Von Wiebke Hüster | 14.12.2014
    Während literaturwissenschaftlich übereinstimmend angenommen wird, dass Shakespeares Dramen tatsächlich von ihm selbst geschrieben wurden und anderslautende Spekulationen romantische Spinnereien sind, ist das Rembrandt Research Project auch nach bereits vier veröffentlichten Katalogen dabei, Werk für Werk zu klären, wer in Rembrandts Werkstatt jeweils den Pinsel führte.
    Glücklich angekommen im Chaos solch komplizierter Ermittlungen, allerdings ohne sich dabei auf technologische Verfahren stützen zu können, ist seit wenigen Jahren erst die Ballettwelt. Kein Wunder, dass es so lange dauerte, bis Choreographen begannen, sich wirklich für die Rekonstruktion der Werke ihrer Vorgänger aus anderen Jahrhunderten zu interessieren. Seit dem Beginn des 20. Jahrhunderts inszeniert sich der Tanz als Tanz um das Goldene Kalb der choreografischen Uraufführung. Alles muss seitdem neu sein, und wer immer einen "Schwanensee" brauchte, schrieb seinen eigenen Choreografen-Namen darunter und die juristisch folgenlose Formulierung "nach Marius Petipa und Lew Iwanow". Das geht natürlich auch weiterhin so durch, aber seit gestern liegt die künstlerische Latte für alle doch erheblich höher bei solchen Versuchen.
    Die atemberaubend schöne Rekonstruktion von Marius Petipas "Paquita" durch Alexei Ratmansky in München räumte gleich mit sämtlichen Vorurteilen gegen solche Unternehmungen auf. Als da wären: Das Ballett des 19. Jahrhunderts besteht zu großen Teilen aus Pantomime – und das ist eine Sprache, die wir heute nicht mehr verstehen und/oder lächerlich finden.

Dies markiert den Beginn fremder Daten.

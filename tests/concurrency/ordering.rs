//! Serialized writes follow lock acquisition order

use crate::common::*;
use relkv::LockManager;
use serde_json::{json, Value};
use std::collections::BTreeSet;
use std::time::Duration;

async fn wait_until_held(store: &RelationalStore, resource: &str) {
    while !store.locks().is_held(resource) {
        tokio::task::yield_now().await;
    }
}

fn append(prev: &Item, entry: &str) -> Value {
    let mut log = prev
        .get("log")
        .and_then(Value::as_array)
        .cloned()
        .unwrap_or_default();
    log.push(json!(entry));
    json!({ "log": log })
}

#[tokio::test(flavor = "multi_thread", worker_threads = 4)]
async fn slow_update_first_still_applies_first() {
    let store = quiet_store();
    put(&store, "docs", "d1", json!({"log": []})).await;

    let slow = {
        let store = store.clone();
        tokio::spawn(async move {
            store
                .update_item_in_collection_with("docs", "d1", &ForeignKeys::new(), |prev| async move {
                    tokio::time::sleep(Duration::from_millis(80)).await;
                    Ok::<_, String>(append(&prev, "slow"))
                })
                .await
        })
    };
    wait_until_held(&store, "docs:d1").await;

    let fast = {
        let store = store.clone();
        tokio::spawn(async move {
            store
                .update_item_in_collection_with("docs", "d1", &ForeignKeys::new(), |prev| async move {
                    Ok::<_, String>(append(&prev, "fast"))
                })
                .await
        })
    };

    slow.await.unwrap().unwrap();
    let last = fast.await.unwrap().unwrap();
    assert_eq!(last["log"], json!(["slow", "fast"]));
}

#[tokio::test(flavor = "multi_thread", worker_threads = 4)]
async fn many_concurrent_updates_apply_sequentially() {
    let store = quiet_store();
    put(&store, "counters", "c", json!({"n": 0})).await;

    let tasks: Vec<_> = (0..20)
        .map(|_| {
            let store = store.clone();
            tokio::spawn(async move {
                store
                    .update_item_in_collection_with("counters", "c", &ForeignKeys::new(), |prev| async move {
                        let n = prev["n"].as_i64().unwrap_or(0);
                        tokio::task::yield_now().await;
                        Ok::<_, String>(json!({"n": n + 1}))
                    })
                    .await
            })
        })
        .collect();
    for task in tasks {
        task.await.unwrap().unwrap();
    }

    let item = store.get_item_in_collection("counters", "c").await.unwrap();
    assert_eq!(item["n"], json!(20));
}

#[tokio::test(flavor = "multi_thread", worker_threads = 4)]
async fn concurrent_adds_get_distinct_sequential_ids() {
    let store = slow_store(2);

    let tasks: Vec<_> = (0..10)
        .map(|n| {
            let store = store.clone();
            tokio::spawn(async move {
                store
                    .add_item_to_collection("items", json!({"n": n}), AddOptions::new())
                    .await
            })
        })
        .collect();

    let mut ids = BTreeSet::new();
    let mut indexes = BTreeSet::new();
    for task in tasks {
        let out = task.await.unwrap().unwrap();
        ids.insert(out.item["id"].as_str().unwrap().parse::<u64>().unwrap());
        indexes.insert(out.index);
    }
    let expected: BTreeSet<u64> = (1..=10).collect();
    assert_eq!(ids, expected);
    assert_eq!(indexes, expected);
    assert_eq!(store.get_collection_length("items").await.unwrap(), 10);
}

#[tokio::test(flavor = "multi_thread", worker_threads = 4)]
async fn adds_complete_in_acquisition_order() {
    let store = slow_store(5);
    put(&store, "items", "seed", json!({})).await;

    // hold the collection lock so both adds queue behind it
    let gate = store
        .locks()
        .acquire(&store.keyspace().collection_lock("items"))
        .await
        .unwrap();
    let first = {
        let store = store.clone();
        tokio::spawn(async move {
            store
                .add_item_to_collection("items", json!({"who": "first"}), AddOptions::new())
                .await
        })
    };
    tokio::time::sleep(Duration::from_millis(20)).await;
    let second = {
        let store = store.clone();
        tokio::spawn(async move {
            store
                .add_item_to_collection("items", json!({"who": "second"}), AddOptions::new())
                .await
        })
    };
    tokio::time::sleep(Duration::from_millis(20)).await;
    gate.release();

    let first = first.await.unwrap().unwrap();
    let second = second.await.unwrap().unwrap();
    assert_eq!(first.index, 2);
    assert_eq!(second.index, 3);
    assert_eq!(second.length, 3);
}

#[tokio::test(flavor = "multi_thread", worker_threads = 4)]
async fn reads_are_not_blocked_by_writers() {
    let store = quiet_store();
    put(&store, "docs", "d1", json!({"v": 1})).await;

    let _held = store.locks().acquire("docs:d1").await.unwrap();
    let read = tokio::time::timeout(
        Duration::from_secs(1),
        store.get_item_in_collection("docs", "d1"),
    )
    .await;
    assert!(read.is_ok());
}

#[tokio::test(flavor = "multi_thread", worker_threads = 4)]
async fn readd_waits_for_in_flight_update() {
    let store = quiet_store();
    let opts = || AddOptions::new().id("c1").index_by("createdBy");
    store
        .add_item_to_collection("challenges", json!({"createdBy": "u1", "title": "t"}), opts())
        .await
        .unwrap();

    let update = {
        let store = store.clone();
        tokio::spawn(async move {
            store
                .update_item_in_collection_with(
                    "challenges",
                    "c1",
                    &ForeignKeys::new(),
                    |prev| async move {
                        tokio::time::sleep(Duration::from_millis(100)).await;
                        Ok::<_, String>(json!({"title": format!("{}!", prev["title"].as_str().unwrap_or(""))}))
                    },
                )
                .await
        })
    };
    wait_until_held(&store, "challenges:c1").await;

    let readd = store
        .add_item_to_collection("challenges", json!({"createdBy": "u2", "title": "new"}), opts())
        .await
        .unwrap();
    update.await.unwrap().unwrap();

    assert_eq!(readd.item["createdBy"], json!("u2"));
    let by_u2 = store
        .get_item_in_collection_by("challenges", "createdBy", "u2")
        .await
        .unwrap();
    assert_eq!(by_u2["createdBy"], json!("u2"));
    assert_eq!(by_u2["title"], json!("new"));
    assert!(!store.is_item_in_collection_by("challenges", "createdBy", "u1").await);
}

    Falsch! Zu Beginn des zweiten Aktes von "Paquita" spielt sich vor den Augen des entgeisterten Publikums eine Räuberpistole ab wie in den packendsten Historiendramen Hollywoods, mit abgenommenen Degen, lauernden Verbrechern, Weinflaschen, Schlafmitteln, heimlich vertauschten Gläsern, Geheimverstecken hinter verborgenen Wandtüren. Man versteht jedes unausgesprochene Wort.
    Zweites Vorurteil: Selbst wenn es funktioniert, handelt es sich um einen rückwärtsgewandten Angriff anti-avantgardistischer Ballett-Konservativer. Zunächst: Ja, es funktioniert. Die Geschichte um das von spanischen Zigeunern aufgezogene Waisenkind Paquita, das sich als verlorene Nichte des französischen Generals herausstellt und qua Liebesheirat aus der Zeltstadt im Tal der Stiere bei Saragossa in den adligen Palast ihres Onkels heimgeführt wird, hat Hollywood-Qualität, Penelope Cruz wäre eine phantastische Paquita.
    Viel wichtiger als die spannende Erzählung ist aber, mit welcher Verve diese Rekonstruktion das letzte Vorurteil gegen das 1881 uraufgeführte Original Petipas von der Bühne fegt. Nein, Petipa ist ganz und gar nicht langweilig klassizistisch, oder im Korsett seiner eigenen Bedeutung als Ballettmeister am Zarenhof eingeschnürt. Schon die Varianz an Tänzen sorgt für Staunen: Neben der Pantomime gibt es die den Folklore-Traditionen entlehnten Volkstänze, hier natürlich spanisch, dann die höfischen Gesellschaftstänze, die das letzte Bild im Festsaal des Generalspalasts beleben und schließlich die rein klassischen Variationen. Und auch da, im Akademischen: Welcher Reichtum an lange nicht oder noch nie gesehen Schritten, Sprüngen und Armbewegungen, welcher Charme, welche Spielfreude.
    Jérôme Kaplans luxuriöse Ausstattung macht den Zauber dieses großartig gelungenen Unternehmens perfekt. Bescheiden verbeugt sich Ratmansky inmitten der strahlenden Tänzer des Bayerischen Staatsballetts. Er hat bewiesen, woran er glaubt: Dass, was die Klassiker betrifft, es niemand besser wusste als Petipa.